The Terri Schiavo Life & Hope Network marked Terri’s final, horrific days not only to remember Terri, but also to keep in mind the countless people who, as we speak, are suffering slow, agonizing deaths in hospices, nursing homes, and hospitals in America and around the world.

Terri Schiavo Dies in Florida Hospice

Published: 3/31/2005

(FOX News) - Terri Schiavo, the severely brain-damaged Florida woman at the heart of an epic legal and political battle that launched a national debate on end-of-life issues, died Thursday morning. The 41-year-old woman died in her Pinellas Park, Fla., hospice at 9:05 a.m. EST, nearly 14 days after doctors removed the feeding tube that had kept her alive for 15 years.

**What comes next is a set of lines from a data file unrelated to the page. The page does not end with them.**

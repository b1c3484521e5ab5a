use std::path::PathBuf;

use anyhow::Result;
use clap::Parser;
use planner_sync_cli::{config, remote, run};
use tracing_subscriber::EnvFilter;

#[derive(Parser)]
#[command(name = "planner-sync")]
#[command(about = "Reconcile planner report files and queue a refresh per planner")]
struct Cli {
    /// Path to the configuration file
    #[arg(long)]
    config: Option<PathBuf>,
}

#[tokio::main]
async fn main() -> Result<()> {
    tracing_subscriber::fmt()
        .with_env_filter(
            EnvFilter::try_from_default_env().unwrap_or_else(|_| EnvFilter::new("info")),
        )
        .init();

    let cli = Cli::parse();
    let app_config = config::load_config(cli.config.as_deref())?;
    let connection = remote::RemoteOrchestrator::from_config(&app_config);

    let report = run::process(&connection).await?;

    println!(
        "Run complete: {} stale report(s) deleted, {} element(s) queued.",
        report.deleted.len(),
        report.enqueued
    );

    Ok(())
}
use std::path::{Path, PathBuf};

use anyhow::{Context, Result};
use serde::Deserialize;

/// CLI configuration.
#[derive(Debug, Clone, Deserialize)]
pub struct AppConfig {
    /// Base URL of the orchestrator's REST API.
    pub orchestrator_url: String,
    /// Environment variable holding the orchestrator API key.
    #[serde(default = "default_api_key_env")]
    pub api_key_env: String,
}

fn default_api_key_env() -> String {
    "PLANNER_SYNC_API_KEY".into()
}

/// Default config path: `~/.config/planner-sync/config.toml`
pub fn config_path() -> Option<PathBuf> {
    dirs::config_dir().map(|d| d.join("planner-sync").join("config.toml"))
}

/// Load config from an explicit path, or the default location when none is
/// given.
pub fn load_config(path: Option<&Path>) -> Result<AppConfig> {
    let path = match path {
        Some(p) => p.to_owned(),
        None => config_path().context("could not determine a config directory")?,
    };

    let contents = std::fs::read_to_string(&path)
        .with_context(|| format!("failed to read config at {}", path.display()))?;

    toml::from_str(&contents)
        .with_context(|| format!("failed to parse config at {}", path.display()))
}

#[cfg(test)]
mod tests {
    use super::*;

    #[test]
    fn parses_a_minimal_config() {
        let config: AppConfig =
            toml::from_str(r#"orchestrator_url = "https://orchestrator.example.org""#).unwrap();

        assert_eq!(config.orchestrator_url, "https://orchestrator.example.org");
        assert_eq!(config.api_key_env, "PLANNER_SYNC_API_KEY");
    }

    #[test]
    fn api_key_env_can_be_overridden() {
        let config: AppConfig = toml::from_str(
            r#"
            orchestrator_url = "https://orchestrator.example.org"
            api_key_env = "ROBOT_KEY"
            "#,
        )
        .unwrap();

        assert_eq!(config.api_key_env, "ROBOT_KEY");
    }

    #[test]
    fn missing_url_is_a_parse_error() {
        let result = toml::from_str::<AppConfig>("api_key_env = \"ROBOT_KEY\"");
        assert!(result.is_err());
    }
}
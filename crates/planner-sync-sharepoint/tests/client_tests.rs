use planner_sync::site::{SiteClient, SiteError};
use planner_sync_sharepoint::SharePointClient;
use wiremock::matchers::{basic_auth, header, method, path};
use wiremock::{Mock, MockServer, ResponseTemplate};

async fn mount_web_fixture(server: &MockServer) {
    let fixture = include_str!("fixtures/web_response.json");

    Mock::given(method("GET"))
        .and(path("/_api/web"))
        .respond_with(ResponseTemplate::new(200).set_body_raw(fixture, "application/json"))
        .mount(server)
        .await;
}

async fn connect(server: &MockServer) -> SharePointClient {
    SharePointClient::connect("robot@example.org", "hunter2", &server.uri())
        .await
        .unwrap()
}

#[tokio::test]
async fn connect_verifies_the_session_and_reads_the_site_title() {
    let server = MockServer::start().await;

    let fixture = include_str!("fixtures/web_response.json");
    Mock::given(method("GET"))
        .and(path("/_api/web"))
        .and(basic_auth("robot@example.org", "hunter2"))
        .and(header("Accept", "application/json;odata=nometadata"))
        .respond_with(ResponseTemplate::new(200).set_body_raw(fixture, "application/json"))
        .expect(1)
        .mount(&server)
        .await;

    let client = connect(&server).await;
    assert_eq!(client.site_title(), "Planner PowerBI");
}

#[tokio::test]
async fn connect_rejects_bad_credentials() {
    let server = MockServer::start().await;

    Mock::given(method("GET"))
        .and(path("/_api/web"))
        .respond_with(ResponseTemplate::new(401))
        .mount(&server)
        .await;

    let result = SharePointClient::connect("robot@example.org", "wrong", &server.uri()).await;
    assert!(matches!(result, Err(SiteError::Auth(_))));
}

#[tokio::test]
async fn connect_treats_server_errors_as_auth_failures() {
    let server = MockServer::start().await;

    Mock::given(method("GET"))
        .and(path("/_api/web"))
        .respond_with(ResponseTemplate::new(500))
        .mount(&server)
        .await;

    let result = SharePointClient::connect("robot@example.org", "hunter2", &server.uri()).await;
    assert!(matches!(result, Err(SiteError::Auth(_))));
}

#[tokio::test]
async fn list_files_parses_folder_entries() {
    let server = MockServer::start().await;
    mount_web_fixture(&server).await;

    let fixture = include_str!("fixtures/folder_files.json");
    Mock::given(method("GET"))
        .and(path(
            "/_api/web/GetFolderByServerRelativeUrl('Documents/PowerBi')/Files",
        ))
        .respond_with(ResponseTemplate::new(200).set_body_raw(fixture, "application/json"))
        .mount(&server)
        .await;

    let client = connect(&server).await;
    let files = client.list_files("Documents/PowerBi").await.unwrap();

    assert_eq!(files.len(), 2);
    assert_eq!(files[0].name, "Budget2024.xlsx");
    assert_eq!(files[0].unique_id, "7c9e6679-7425-40de-944b-e07fc1f90ae7");
    assert_eq!(
        files[1].server_relative_url,
        "/teams/PlannerPowerBI/Documents/PowerBi/Old.xlsx"
    );
}

#[tokio::test]
async fn list_files_maps_failures_to_remote_errors() {
    let server = MockServer::start().await;
    mount_web_fixture(&server).await;

    Mock::given(method("GET"))
        .and(path(
            "/_api/web/GetFolderByServerRelativeUrl('Documents/Missing')/Files",
        ))
        .respond_with(ResponseTemplate::new(404))
        .mount(&server)
        .await;

    let client = connect(&server).await;
    let result = client.list_files("Documents/Missing").await;
    assert!(matches!(result, Err(SiteError::Remote(_))));
}

#[tokio::test]
async fn delete_file_issues_one_flushed_round_trip() {
    let server = MockServer::start().await;
    mount_web_fixture(&server).await;

    Mock::given(method("DELETE"))
        .and(path(
            "/_api/web/GetFileByServerRelativeUrl('Documents/PowerBi/Old.xlsx')",
        ))
        .and(header("IF-MATCH", "*"))
        .respond_with(ResponseTemplate::new(200))
        .expect(1)
        .mount(&server)
        .await;

    let client = connect(&server).await;
    client
        .delete_file("Documents/PowerBi/Old.xlsx")
        .await
        .unwrap();
}

#[tokio::test]
async fn delete_file_propagates_refusals() {
    let server = MockServer::start().await;
    mount_web_fixture(&server).await;

    Mock::given(method("DELETE"))
        .and(path(
            "/_api/web/GetFileByServerRelativeUrl('Documents/PowerBi/Locked.xlsx')",
        ))
        .respond_with(ResponseTemplate::new(403))
        .mount(&server)
        .await;

    let client = connect(&server).await;
    let result = client.delete_file("Documents/PowerBi/Locked.xlsx").await;
    assert!(matches!(result, Err(SiteError::Remote(_))));
}

#[tokio::test]
async fn download_returns_the_file_bytes() {
    let server = MockServer::start().await;
    mount_web_fixture(&server).await;

    Mock::given(method("GET"))
        .and(path(
            "/_api/web/GetFileByServerRelativeUrl('Documents/PlannerListe.xlsx')/$value",
        ))
        .respond_with(ResponseTemplate::new(200).set_body_bytes(b"workbook-bytes".to_vec()))
        .mount(&server)
        .await;

    let client = connect(&server).await;
    let bytes = client.download("Documents/PlannerListe.xlsx").await.unwrap();
    assert_eq!(bytes, b"workbook-bytes");
}

#[tokio::test]
async fn download_of_a_missing_file_is_a_remote_error() {
    let server = MockServer::start().await;
    mount_web_fixture(&server).await;

    Mock::given(method("GET"))
        .and(path(
            "/_api/web/GetFileByServerRelativeUrl('Documents/Missing.xlsx')/$value",
        ))
        .respond_with(ResponseTemplate::new(404))
        .mount(&server)
        .await;

    let client = connect(&server).await;
    let result = client.download("Documents/Missing.xlsx").await;
    assert!(matches!(result, Err(SiteError::Remote(_))));
}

Her husband, Michael Schiavo, held her in his arms as she took her final breaths, his attorney said. George Felos declined to describe in detail his client's wife's death, but said: "It was evident to everyone around him, the profound emotion and loss for Mr. Schiavo. It was clear to everyone he loved Terri deeply and her passing was a tremendous loss for him."

Later Thursday afternoon, Terri Schiavo's father, sister and brother spoke sorrowfully at a press conference. Schiavo's mother, so prominent during the increasingly desperate fight to keep her daughter alive, did not attend.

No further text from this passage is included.